### ASSIGNMENT
An exact reproduction of all the entries is what the answer must contain.

### RECORDS
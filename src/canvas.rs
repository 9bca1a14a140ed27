// This Source Code Form is subject to the terms of the Mozilla Public
// License, v. 2.0. If a copy of the MPL was not distributed with this
// file, You can obtain one at http://mozilla.org/MPL/2.0/.

//! The external drawing interface. Exposed as a capability trait with
//! no-op defaults, rather than the record-of-function-pointers the core
//! this crate is grounded on uses: callers implement only the methods they
//! care about.

use crate::geom::{Rect, Transform};
use crate::path::PathData;
use crate::values::{Color, FillRule, LineCap, LineJoin};

/// A resolved paint server, ready to hand to a canvas. Unlike
/// `values::Paint`, every reference has already been followed.
#[derive(Clone, Debug, PartialEq)]
pub enum ResolvedPaint {
    Color(Color),
    LinearGradient(LinearGradient),
    RadialGradient(RadialGradient),
}

#[derive(Clone, Copy, Debug, PartialEq)]
pub struct GradientStop {
    pub offset: f64,
    pub color: Color,
}

#[derive(Clone, Copy, Debug, PartialEq, Eq)]
pub enum SpreadMethod {
    Pad,
    Reflect,
    Repeat,
}

#[derive(Clone, Debug, PartialEq)]
pub struct LinearGradient {
    pub x1: f64,
    pub y1: f64,
    pub x2: f64,
    pub y2: f64,
    pub transform: Transform,
    pub spread_method: SpreadMethod,
    pub stops: Vec<GradientStop>,
}

#[derive(Clone, Debug, PartialEq)]
pub struct RadialGradient {
    pub cx: f64,
    pub cy: f64,
    pub r: f64,
    pub fx: f64,
    pub fy: f64,
    pub transform: Transform,
    pub spread_method: SpreadMethod,
    pub stops: Vec<GradientStop>,
}

#[derive(Clone, Copy, Debug, PartialEq)]
pub struct StrokeData {
    pub width: f64,
    pub miterlimit: f64,
    pub dashoffset: f64,
    pub linecap: LineCap,
    pub linejoin: LineJoin,
}

/// `dasharray` is kept out of `StrokeData` proper since it's a
/// variable-length list; canvases that care about dashing read it off the
/// side channel carried alongside `StrokeData` in `fn stroke_path`.
pub type DashArray = [f64];

#[derive(Clone, Copy, Debug, PartialEq, Eq)]
pub enum BlendMode {
    SrcOver,
    DstIn,
}

/// An opaque decoded raster image handle. The canvas implementation gives
/// this whatever shape it needs by choosing its own `Image` type via the
/// associated type on `Canvas`.
pub trait Canvas {
    type Image;

    #[allow(unused_variables)]
    fn fill_path(&mut self, path: &PathData, matrix: Transform, fill_rule: FillRule, paint: &ResolvedPaint) -> bool {
        true
    }

    #[allow(unused_variables)]
    fn stroke_path(
        &mut self,
        path: &PathData,
        matrix: Transform,
        stroke: &StrokeData,
        dasharray: Option<&[f64]>,
        paint: &ResolvedPaint,
    ) -> bool {
        true
    }

    #[allow(unused_variables)]
    fn push_group(&mut self, opacity: f64, blend_mode: BlendMode) -> bool {
        true
    }

    #[allow(unused_variables)]
    fn pop_group(&mut self, opacity: f64, blend_mode: BlendMode) -> bool {
        true
    }

    #[allow(unused_variables)]
    fn decode_image(&mut self, href: &str) -> Option<Self::Image> {
        None
    }

    #[allow(unused_variables)]
    fn draw_image(&mut self, image: &Self::Image, matrix: Transform, clip_rect: Rect, opacity: f64) -> bool {
        true
    }
}

/// Resolves `var(--name)` paints. Out of scope for this crate's own
/// implementation (no default palette is provided); callers wire up
/// whatever lookup they need.
pub trait Palette {
    fn resolve(&self, name: &str) -> Option<Color>;
}

/// A `Palette` that never resolves anything, for callers with no custom
/// properties.
pub struct NoPalette;

impl Palette for NoPalette {
    fn resolve(&self, _name: &str) -> Option<Color> {
        None
    }
}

### WRITTEN REPLY
filename src/canvas.rs
repository 9bca1a14a140ed27
// This Source Code Form is subject to the terms of the Mozilla Public
// License, v. 2.0. If a copy of the MPL was not distributed with this
// file, You can obtain one at http://mozilla.org/MPL/2.0/.

//! The external drawing interface. Exposed as a capability trait with
//! no-op defaults, rather than the record-of-function-pointers the core
//! this crate is grounded on uses: callers implement only the methods they
//! care about.

use crate::geom::{Rect, Transform};
use crate::path::PathData;
use crate::values::{Color, FillRule, LineCap, LineJoin};

/// A resolved paint server, ready to hand to a canvas. Unlike
/// `values::Paint`, every reference has already been followed.
#[derive(Clone, Debug, PartialEq)]
pub enum ResolvedPaint {
    Color(Color),
    LinearGradient(LinearGradient),
    RadialGradient(RadialGradient),
}

#[derive(Clone, Copy, Debug, PartialEq)]
pub struct GradientStop {
    pub offset: f64,
    pub color: Color,
}

#[derive(Clone, Copy, Debug, PartialEq, Eq)]
pub enum SpreadMethod {
    Pad,
    Reflect,
    Repeat,
}

#[derive(Clone, Debug, PartialEq)]
pub struct LinearGradient {
    pub x1: f64,
    pub y1: f64,
    pub x2: f64,
    pub y2: f64,
    pub transform: Transform,
    pub spread_method: SpreadMethod,
    pub stops: Vec<GradientStop>,
}

#[derive(Clone, Debug, PartialEq)]
pub struct RadialGradient {
    pub cx: f64,
    pub cy: f64,
    pub r: f64,
    pub fx: f64,
    pub fy: f64,
    pub transform: Transform,
    pub spread_method: SpreadMethod,
    pub stops: Vec<GradientStop>,
}

#[derive(Clone, Copy, Debug, PartialEq)]
pub struct StrokeData {
    pub width: f64,
    pub miterlimit: f64,
    pub dashoffset: f64,
    pub linecap: LineCap,
    pub linejoin: LineJoin,
}

/// `dasharray` is kept out of `StrokeData` proper since it's a
/// variable-length list; canvases that care about dashing read it off the
/// side channel carried alongside `StrokeData` in `fn stroke_path`.
pub type DashArray = [f64];

#[derive(Clone, Copy, Debug, PartialEq, Eq)]
pub enum BlendMode {
    SrcOver,
    DstIn,
}

/// An opaque decoded raster image handle. The canvas implementation gives
/// this whatever shape it needs by choosing its own `Image` type via the
/// associated type on `Canvas`.
pub trait Canvas {
    type Image;

    #[allow(unused_variables)]
    fn fill_path(&mut self, path: &PathData, matrix: Transform, fill_rule: FillRule, paint: &ResolvedPaint) -> bool {
        true
    }

    #[allow(unused_variables)]
    fn stroke_path(
        &mut self,
        path: &PathData,
        matrix: Transform,
        stroke: &StrokeData,
        dasharray: Option<&[f64]>,
        paint: &ResolvedPaint,
    ) -> bool {
        true
    }

    #[allow(unused_variables)]
    fn push_group(&mut self, opacity: f64, blend_mode: BlendMode) -> bool {
        true
    }

    #[allow(unused_variables)]
    fn pop_group(&mut self, opacity: f64, blend_mode: BlendMode) -> bool {
        true
    }

    #[allow(unused_variables)]
    fn decode_image(&mut self, href: &str) -> Option<Self::Image> {
        None
    }

    #[allow(unused_variables)]
    fn draw_image(&mut self, image: &Self::Image, matrix: Transform, clip_rect: Rect, opacity: f64) -> bool {
        true
    }
}

/// Resolves `var(--name)` paints. Out of scope for this crate's own
/// implementation (no default palette is provided); callers wire up
/// whatever lookup they need.
pub trait Palette {
    fn resolve(&self, name: &str) -> Option<Color>;
}

/// A `Palette` that never resolves anything, for callers with no custom
/// properties.
pub struct NoPalette;

impl Palette for NoPalette {
    fn resolve(&self, _name: &str) -> Option<Color> {
        None
    }
}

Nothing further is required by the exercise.